Except that in India, the conventional wisdom doesn’t quite apply that neatly. Most of the consoles and hand-held devices are priced way beyond the reach of the average Indian. It costs a great deal of money to purchase electronic hardware, which can cost tens of thousands of rupees, and supplement that with game title purchases, which start at a few thousand rupees. In short, the spending required is simply beyond the budget of the average family.
Hence, there is clearly a huge market for inexpensive and fun board games priced at a few hundred rupees, assuming a small percentage of Indians enjoys playing board games. Moreover, few companies are designing board games keeping in mind India’s history, culture and consumer tastes.

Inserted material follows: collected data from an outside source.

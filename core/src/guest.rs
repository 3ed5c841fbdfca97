use std::mem::offset_of;

/// Number of general-purpose guest registers.
pub const NUM_GPRS: usize = 16;

/// Guest architectural state as seen by generated code.
///
/// Generated code keeps a pointer to this structure in a fixed host
/// register for the whole block and addresses every field with a
/// constant displacement, so the layout is `repr(C)` and must not be
/// reordered.
#[repr(C)]
#[derive(Debug, Clone, Default, PartialEq, Eq)]
pub struct GuestRegs {
    pub r: [u32; NUM_GPRS],
    /// Program counter. Holds the block start address while a block
    /// runs; exits and trampolines advance it.
    pub pc: u32,
    /// Staged branch target (written by delayed branches).
    pub new_pc: u32,
    /// Saved PC of the last delivered exception.
    pub spc: u32,
    /// Cycles consumed in the current time slice.
    pub slice_cycle: u32,
    /// Mode flags (privilege, address translation, ...).
    pub sr: u32,
}

impl GuestRegs {
    pub fn new(pc: u32) -> Self {
        Self {
            pc,
            ..Self::default()
        }
    }
}

pub const OFFSET_R: usize = offset_of!(GuestRegs, r);
pub const OFFSET_PC: usize = offset_of!(GuestRegs, pc);
pub const OFFSET_NEW_PC: usize = offset_of!(GuestRegs, new_pc);
pub const OFFSET_SPC: usize = offset_of!(GuestRegs, spc);
pub const OFFSET_SLICE_CYCLE: usize = offset_of!(GuestRegs, slice_cycle);
pub const OFFSET_SR: usize = offset_of!(GuestRegs, sr);

/// Byte offset of general-purpose register `n`.
pub const fn gpr_offset(n: usize) -> usize {
    assert!(n < NUM_GPRS);
    OFFSET_R + n * 4
}
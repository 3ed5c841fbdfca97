//! Block-termination sequences.
//!
//! Every exit commits the cycles consumed by the block, leaves the next
//! guest PC in the register file and returns the next entry point (or
//! null when the successor is not compiled yet) to the dispatcher.

use xlat_core::{ExitDescriptor, PcSource};

use crate::abi::{emit_epilogue, AbiBridge, CallArg, Helper};
use crate::binding::RegisterBindingPlan;
use crate::code_buffer::CodeBuffer;
use crate::x86_64::emitter::*;
use crate::x86_64::regs::Reg;

/// Resident part of the instruction-cache slot table.
///
/// Slot `i` holds the entry point for guest address
/// `base + (i << shift)`; `slots` is the host address of slot 0.
#[derive(Debug, Clone, Copy, PartialEq, Eq)]
pub struct IcacheWindow {
    pub base: u32,
    pub size: u32,
    pub slots: usize,
    pub shift: u8,
}

impl IcacheWindow {
    /// A window that never matches; every dispatch calls the resolver.
    pub const DISABLED: IcacheWindow = IcacheWindow {
        base: 0,
        size: 0,
        slots: 0,
        shift: 0,
    };

    pub fn slot_of(&self, pc: u32) -> Option<usize> {
        let off = pc.wrapping_sub(self.base);
        if pc >= self.base && off < self.size {
            Some((off >> self.shift) as usize)
        } else {
            None
        }
    }

    fn slot_addr(&self, idx: usize) -> u64 {
        (self.slots + idx * 8) as u64
    }
}

/// How a block ends.
#[derive(Debug, Clone, Copy, PartialEq, Eq)]
pub enum Exit {
    /// Jump to a constant PC. `endpc` is the address following the last
    /// instruction executed.
    Abs { pc: u32, endpc: u32 },
    /// Like `Abs`, but the PC is formed at run time as
    /// `current PC + (pc - block_start)`.
    Rel { pc: u32, endpc: u32 },
    /// Continue at the PC already written to the register file.
    PcSet { endpc: u32 },
    /// Continue at the staged new PC (delayed branch target).
    NewPcSet { endpc: u32 },
    /// Raise guest exception `code` at instruction `pc`.
    Exception { code: u32, pc: u32 },
}

/// Per-block exit emitter.
#[derive(Debug, Clone, Copy)]
pub struct ExitGen<'a> {
    pub bridge: AbiBridge,
    pub plan: &'a RegisterBindingPlan,
    pub block_start: u32,
    /// log2 of the guest instruction width.
    pub insn_shift: u8,
    /// Cycles charged per guest instruction.
    pub cycle_period: u32,
    pub window: IcacheWindow,
    /// `fn(ctx, pc) -> entry` lookup used on an ICache miss.
    pub resolve: Helper,
    /// `fn(ctx, code)` guest exception delivery.
    pub raise: Helper,
}

impl ExitGen<'_> {
    /// Cycles consumed by the instructions in `[block_start, endpc)`.
    pub fn cycles_to(&self, endpc: u32) -> u32 {
        let insns = endpc.wrapping_sub(self.block_start) >> self.insn_shift;
        match insns.checked_mul(self.cycle_period) {
            Some(cycles) => cycles,
            None => panic!("cycle count for {insns} instructions overflows u32"),
        }
    }

    /// Emit `exit` followed by the block epilogue.
    pub fn emit(&self, buf: &mut CodeBuffer, exit: Exit) -> ExitDescriptor {
        let desc = match exit {
            Exit::Abs { pc, endpc } => self.exit_abs(buf, pc, endpc),
            Exit::Rel { pc, endpc } => self.exit_rel(buf, pc, endpc),
            Exit::PcSet { endpc } => self.exit_pcset(buf, endpc),
            Exit::NewPcSet { endpc } => self.exit_newpcset(buf, endpc),
            Exit::Exception { code, pc } => self.exit_exc(buf, code, pc),
        };
        emit_epilogue(buf);
        desc
    }

    fn exit_abs(&self, buf: &mut CodeBuffer, pc: u32, endpc: u32) -> ExitDescriptor {
        self.plan.store_imm(buf, self.plan.pc, pc);
        let desc = self.dispatch_const(buf, pc, CallArg::Imm(pc as u64));
        self.commit_cycles(buf, endpc);
        desc
    }

    fn exit_rel(&self, buf: &mut CodeBuffer, pc: u32, endpc: u32) -> ExitDescriptor {
        let delta = pc.wrapping_sub(self.block_start);
        emit_mov_ri(buf, false, Reg::Rcx, delta as u64);
        emit_arith_rm(buf, ArithOp::Add, false, Reg::Rcx, self.plan.pc.base, self.plan.pc.disp);
        self.plan.store(buf, Reg::Rcx, self.plan.pc);
        let desc = self.dispatch_const(buf, pc, CallArg::Reg(Reg::Rcx));
        self.commit_cycles(buf, endpc);
        desc
    }

    fn exit_pcset(&self, buf: &mut CodeBuffer, endpc: u32) -> ExitDescriptor {
        self.commit_cycles(buf, endpc);
        self.plan.load(buf, Reg::Rax, self.plan.pc);
        self.emit_dispatch_reg(buf);
        ExitDescriptor::RegisterIndirect(PcSource::Pc)
    }

    fn exit_newpcset(&self, buf: &mut CodeBuffer, endpc: u32) -> ExitDescriptor {
        self.plan.load(buf, Reg::Rax, self.plan.new_pc);
        self.plan.store(buf, Reg::Rax, self.plan.pc);
        self.commit_cycles(buf, endpc);
        self.emit_dispatch_reg(buf);
        ExitDescriptor::RegisterIndirect(PcSource::NewPc)
    }

    fn exit_exc(&self, buf: &mut CodeBuffer, code: u32, pc: u32) -> ExitDescriptor {
        let delta = pc.wrapping_sub(self.block_start);
        if delta != 0 {
            self.plan.add_imm(buf, self.plan.pc, delta as i32);
        }
        self.commit_cycles(buf, pc);
        self.bridge
            .call_helper(buf, self.raise, Some(CallArg::Imm(code as u64)));
        self.plan.load(buf, Reg::Rax, self.plan.pc);
        self.emit_dispatch_reg(buf);
        ExitDescriptor::Exception(code, pc)
    }

    /// `add [slice_cycle], cycles_to(endpc)`; nothing when zero.
    pub fn commit_cycles(&self, buf: &mut CodeBuffer, endpc: u32) {
        let cycles = self.cycles_to(endpc);
        assert!(cycles <= i32::MAX as u32, "cycle delta {cycles} overflows imm32");
        if cycles != 0 {
            self.plan.add_imm(buf, self.plan.slice_cycle, cycles as i32);
        }
    }

    /// Next entry for a compile-time PC: read the ICache slot when `pc`
    /// is resident, otherwise call the resolver with `pc_arg`.
    fn dispatch_const(&self, buf: &mut CodeBuffer, pc: u32, pc_arg: CallArg) -> ExitDescriptor {
        match self.window.slot_of(pc) {
            Some(idx) => {
                emit_movabs(buf, Reg::Rax, self.window.slot_addr(idx));
                emit_load(buf, true, Reg::Rax, Reg::Rax, 0);
                ExitDescriptor::StaticViaICache(pc, idx)
            }
            None => {
                self.bridge.call_helper(buf, self.resolve, Some(pc_arg));
                ExitDescriptor::Static(pc)
            }
        }
    }

    /// Next entry for the guest PC held in `eax`; result in `rax`.
    /// The window test happens at run time.
    pub fn emit_dispatch_reg(&self, buf: &mut CodeBuffer) {
        if self.window.size == 0 {
            self.bridge
                .call_helper(buf, self.resolve, Some(CallArg::Reg(Reg::Rax)));
            return;
        }
        emit_mov_rr(buf, false, Reg::Rcx, Reg::Rax);
        emit_arith_ri(buf, ArithOp::Sub, false, Reg::Rcx, self.window.base as i32);
        emit_arith_ri(buf, ArithOp::Cmp, false, Reg::Rcx, self.window.size as i32);
        let miss = emit_jcc_fixup(buf, X86Cond::Jae);
        if self.window.shift != 0 {
            emit_shift_ri(buf, ShiftOp::Shr, false, Reg::Rcx, self.window.shift);
        }
        emit_movabs(buf, Reg::Rdx, self.window.slots as u64);
        emit_load_sib(buf, true, Reg::Rax, Reg::Rdx, Reg::Rcx, 3, 0);
        let done = emit_jmp_fixup(buf);
        buf.bind_rel32(miss);
        self.bridge
            .call_helper(buf, self.resolve, Some(CallArg::Reg(Reg::Rax)));
        buf.bind_rel32(done);
    }
}
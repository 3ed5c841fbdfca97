use xlat_backend::{ExecRegion, Relocation};

fn page_size() -> usize {
    unsafe { libc::sysconf(libc::_SC_PAGESIZE) as usize }
}

#[test]
fn test_install_resolves_relocations() {
    let mut code = vec![0u8; 8];
    code.push(0xC3);
    let region = ExecRegion::install(&code, &[Relocation { offset: 0, target: 8 }]).unwrap();

    let base = region.as_ptr() as usize;
    assert_eq!(base % page_size(), 0);
    assert_eq!(region.len(), 9);
    let field = u64::from_le_bytes(region.as_slice()[..8].try_into().unwrap());
    assert_eq!(field as usize, base + 8);
    assert_eq!(region.range(), base..base + 9);
}

#[test]
fn test_installed_code_runs() {
    // mov eax, 42; ret
    let code = [0xB8, 0x2A, 0x00, 0x00, 0x00, 0xC3];
    let region = ExecRegion::install(&code, &[]).unwrap();
    let f: extern "C" fn() -> u32 = unsafe { std::mem::transmute(region.as_ptr()) };
    assert_eq!(f(), 42);
}
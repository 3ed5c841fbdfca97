//! Shared types for the dynamic-translation runtime.
//!
//! Everything here is host-independent: the guest register-file layout
//! that generated code addresses through fixed offsets, the metadata a
//! compiled block carries around, configuration, and the error type.

pub mod block;
pub mod config;
pub mod error;
pub mod guest;

pub use block::{
    BackpatchSite, ExcCode, ExitDescriptor, FixupKind, PcSource, RecoveryRecord,
};
pub use config::{NativePcStrategy, XlatConfig};
pub use error::{Result, XlatError};
pub use guest::{GuestRegs, NUM_GPRS};
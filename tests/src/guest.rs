//! A tiny 16-bit guest ISA for driving the compiler.
//!
//! ```text
//! 0000  NOP
//! 1rii  ADDI  r, #ii        r += sext(ii)
//! 2rii  CHK   r, #ii        guest exception EXC_CHECK if r > ii (unsigned)
//! 3r00  HCALL r             helper raises EXC_HCALL itself if r != 0
//! 4ddd  BRA   disp12        pc = next + sext(ddd) * 2
//! 5r00  JMP   r             pc = r
//! 6r00  JMPD  r             new_pc = r; pc = new_pc
//! 7.ii  TRAPA #ii           guest exception ii << 2
//! 8rdd  BNEZ  r, disp8      if r != 0: pc = next + sext(dd) * 2
//! 9000  PROBE               record the guest PC recovered from the host stack
//! F000  END                 end the block
//! ```
//! Anything else raises EXC_ILLEGAL.

use std::collections::HashMap;
use std::ptr;
use std::sync::Arc;

use xlat_backend::x86_64::emitter::{emit_arith_mi, ArithOp};
use xlat_backend::{CallArg, CallTarget, Exit, Helper, NativePcResolver, Reg, X86Cond};
use xlat_core::{GuestRegs, NativePcStrategy, Result};
use xlat_exec::{run_slice, BlockCompiler, BlockContext, GuestTranslator, InsnFlow, SliceExit, TranslationCache};

pub const INSN_WIDTH: u32 = 2;
pub const EXC_CHECK: u32 = 0xE0;
pub const EXC_HCALL: u32 = 0x1C0;
pub const EXC_ILLEGAL: u32 = 0x180;
/// Exception handler address.
pub const VBR: u32 = 0x8000;

pub const NOP: u16 = 0x0000;
pub const END: u16 = 0xF000;
pub const PROBE: u16 = 0x9000;

pub const fn addi(r: u16, imm: i8) -> u16 {
    0x1000 | (r << 8) | (imm as u8 as u16)
}

pub const fn chk(r: u16, imm: u8) -> u16 {
    0x2000 | (r << 8) | imm as u16
}

pub const fn hcall(r: u16) -> u16 {
    0x3000 | (r << 8)
}

pub const fn bra(disp: i16) -> u16 {
    0x4000 | (disp as u16 & 0x0FFF)
}

pub const fn jmp(r: u16) -> u16 {
    0x5000 | (r << 8)
}

pub const fn jmpd(r: u16) -> u16 {
    0x6000 | (r << 8)
}

pub const fn trapa(imm: u8) -> u16 {
    0x7000 | imm as u16
}

pub const fn bnez(r: u16, disp: i8) -> u16 {
    0x8000 | (r << 8) | (disp as u8 as u16)
}

/// One delivered guest exception.
#[derive(Debug, Clone, Copy, PartialEq, Eq)]
pub struct Raised {
    pub code: u32,
    /// Guest PC in the register file when the exception was raised.
    pub pc: u32,
    pub cycles: u32,
}

/// State reachable from helpers through their context pointer.
pub struct Machine {
    pub regs: GuestRegs,
    pub raised: Vec<Raised>,
    pub sampled_pcs: Vec<Option<u32>>,
    pub virtual_lookups: u32,
    cache: *const TranslationCache,
    resolver: NativePcResolver,
}

pub struct TestGuest {
    mem: HashMap<u32, u16>,
    pub machine: Box<Machine>,
    pub period: u32,
    /// Compile exits against the address-translating resolver.
    pub mmu: bool,
    pub blocks_translated: u32,
}

impl TestGuest {
    pub fn new(cache: &Arc<TranslationCache>) -> Self {
        Self {
            mem: HashMap::new(),
            machine: Box::new(Machine {
                regs: GuestRegs::default(),
                raised: Vec::new(),
                sampled_pcs: Vec::new(),
                virtual_lookups: 0,
                cache: Arc::as_ptr(cache),
                resolver: NativePcResolver::new(NativePcStrategy::Unwind),
            }),
            period: 1,
            mmu: false,
            blocks_translated: 0,
        }
    }

    pub fn load(&mut self, addr: u32, insns: &[u16]) -> &mut Self {
        for (i, &insn) in insns.iter().enumerate() {
            self.mem.insert(addr + i as u32 * INSN_WIDTH, insn);
        }
        self
    }

    pub fn regs(&mut self) -> &mut GuestRegs {
        &mut self.machine.regs
    }

    pub fn regs_ptr(&mut self) -> *mut GuestRegs {
        ptr::addr_of_mut!(self.machine.regs)
    }

    fn machine_ptr(&mut self) -> u64 {
        ptr::addr_of_mut!(*self.machine) as u64
    }

    fn fetch(&self, pc: u32) -> u16 {
        self.mem.get(&pc).copied().unwrap_or(NOP)
    }

    /// Run one time slice.
    pub fn run(&mut self, compiler: &mut BlockCompiler, budget: u32) -> Result<SliceExit> {
        let regs = self.regs_ptr();
        unsafe { run_slice(compiler, self, regs, budget) }
    }
}

fn sext(value: u16, bits: u32) -> i32 {
    let shift = 32 - bits;
    ((value as i32) << shift) >> shift
}

impl GuestTranslator for TestGuest {
    fn insn_width(&self) -> u32 {
        INSN_WIDTH
    }

    fn cycle_period(&self) -> u32 {
        self.period
    }

    fn raise_exception(&self) -> Helper {
        Helper::new(raise as *const () as usize, &*self.machine as *const Machine as usize)
    }

    fn resolve_virtual(&self) -> Option<Helper> {
        self.mmu.then(|| {
            Helper::new(
                resolve_virtual as *const () as usize,
                &*self.machine as *const Machine as usize,
            )
        })
    }

    fn translate_insn(&mut self, ctx: &mut BlockContext<'_>, pc: u32) -> InsnFlow {
        if ctx.icount() == 0 {
            self.blocks_translated += 1;
        }
        let insn = self.fetch(pc);
        let r = ((insn >> 8) & 0xF) as usize;
        let imm = (insn & 0xFF) as u8;
        let next = pc.wrapping_add(INSN_WIDTH);
        let plan = ctx.plan();

        match insn >> 12 {
            0x0 => {}
            0x1 => plan.add_imm(ctx.buf(), plan.gpr(r), imm as i8 as i32),
            0x2 => {
                let slot = plan.gpr(r);
                emit_arith_mi(ctx.buf(), ArithOp::Cmp, false, slot.base, slot.disp, imm as i32);
                ctx.guard(X86Cond::Ja, EXC_CHECK);
            }
            0x3 => {
                let m = self.machine_ptr();
                ctx.call_exc(
                    CallTarget::Abs(hcall_helper as *const () as usize),
                    &[CallArg::Imm(m), plan.gpr(r).as_arg()],
                );
            }
            0x4 => {
                let target = next.wrapping_add((sext(insn & 0x0FFF, 12) * 2) as u32);
                ctx.exit(Exit::Abs { pc: target, endpc: next });
            }
            0x5 => {
                plan.load(ctx.buf(), Reg::Rax, plan.gpr(r));
                plan.store(ctx.buf(), Reg::Rax, plan.pc);
                ctx.exit(Exit::PcSet { endpc: next });
            }
            0x6 => {
                plan.load(ctx.buf(), Reg::Rax, plan.gpr(r));
                plan.store(ctx.buf(), Reg::Rax, plan.new_pc);
                ctx.exit(Exit::NewPcSet { endpc: next });
            }
            0x7 => ctx.exit(Exit::Exception {
                code: (imm as u32) << 2,
                pc,
            }),
            0x8 => {
                let slot = plan.gpr(r);
                emit_arith_mi(ctx.buf(), ArithOp::Cmp, false, slot.base, slot.disp, 0);
                let target = next.wrapping_add((imm as i8 as i32 * 2) as u32);
                ctx.exit_if(X86Cond::Jne, Exit::Abs { pc: target, endpc: next });
            }
            0x9 => {
                let m = self.machine_ptr();
                ctx.call_helper(Helper::new(sample_pc as *const () as usize, m as usize), None);
            }
            0xF => return InsnFlow::Stop,
            _ => ctx.exit(Exit::Exception {
                code: EXC_ILLEGAL,
                pc,
            }),
        }
        InsnFlow::Continue
    }
}

extern "C" fn raise(m: *mut Machine, code: u32) {
    let m = unsafe { &mut *m };
    m.raised.push(Raised {
        code,
        pc: m.regs.pc,
        cycles: m.regs.slice_cycle,
    });
    m.regs.spc = m.regs.pc;
    m.regs.pc = VBR;
}

extern "C" fn hcall_helper(m: *mut Machine, value: u32, recovery: *const u8) -> *const u8 {
    if value == 0 {
        return ptr::null();
    }
    raise(m, EXC_HCALL);
    recovery
}

extern "C" fn resolve_virtual(m: *mut Machine, pc: u32) -> *const u8 {
    let m = unsafe { &mut *m };
    m.virtual_lookups += 1;
    unsafe { &*m.cache }.lookup_entry(pc)
}

#[inline(never)]
extern "C" fn sample_pc(m: *mut Machine) {
    let m = unsafe { &mut *m };
    let cache = unsafe { &*m.cache };
    let pc = cache
        .current_guest_pc(&m.resolver, ptr::addr_of!(m.regs))
        .ok();
    m.sampled_pcs.push(pc);
}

Why should Indian consumers only have a choice between Risk and Monopoly? Having said that, designing and marketing board games is no mean task. It requires an incisive understanding of consumers tastes and psychology to produce a game that is fun and easy to play. A company like Five Shells would also do well to protect indigenous intellectual property, and should avoid producing cheap knock-offs of game ideas from abroad, focusing on innovation and new ideas instead.
Another company that is innovating in an allegedly dying industry is ReleaseMyAd. Founded by former Microsoft employee and Wharton School graduate Sharad Lunia, ReleaseMyAd allows customers to take out print classified advertisements in newspapers from across the country using the Internet, eliminating the cumbersome process of finding and coordinating with a local agency. Print classifieds have been transformed from a billion dollar business into a million dollar business by the likes of Craigslist, but in India, print still rules.
The death of print has been greatly exaggerated. In India, no website comes close to the reach and readership of a newspaper, and the old-media print classifieds market stands at some $300 million. ReleaseMyAd charges nothing extra to consumers for its service, and is in fact growing the market for print classifieds by providing those who wouldn’t otherwise use print classifieds an easy, seamless and transparent way to do so.
Focusing on technology for the sake of technology can result in missed opportunities. Both entrepreneurs and investors would do well to remember that India is different. Those that build companies addressing this market’s unique and specific needs will be the ones that emerge as big winners.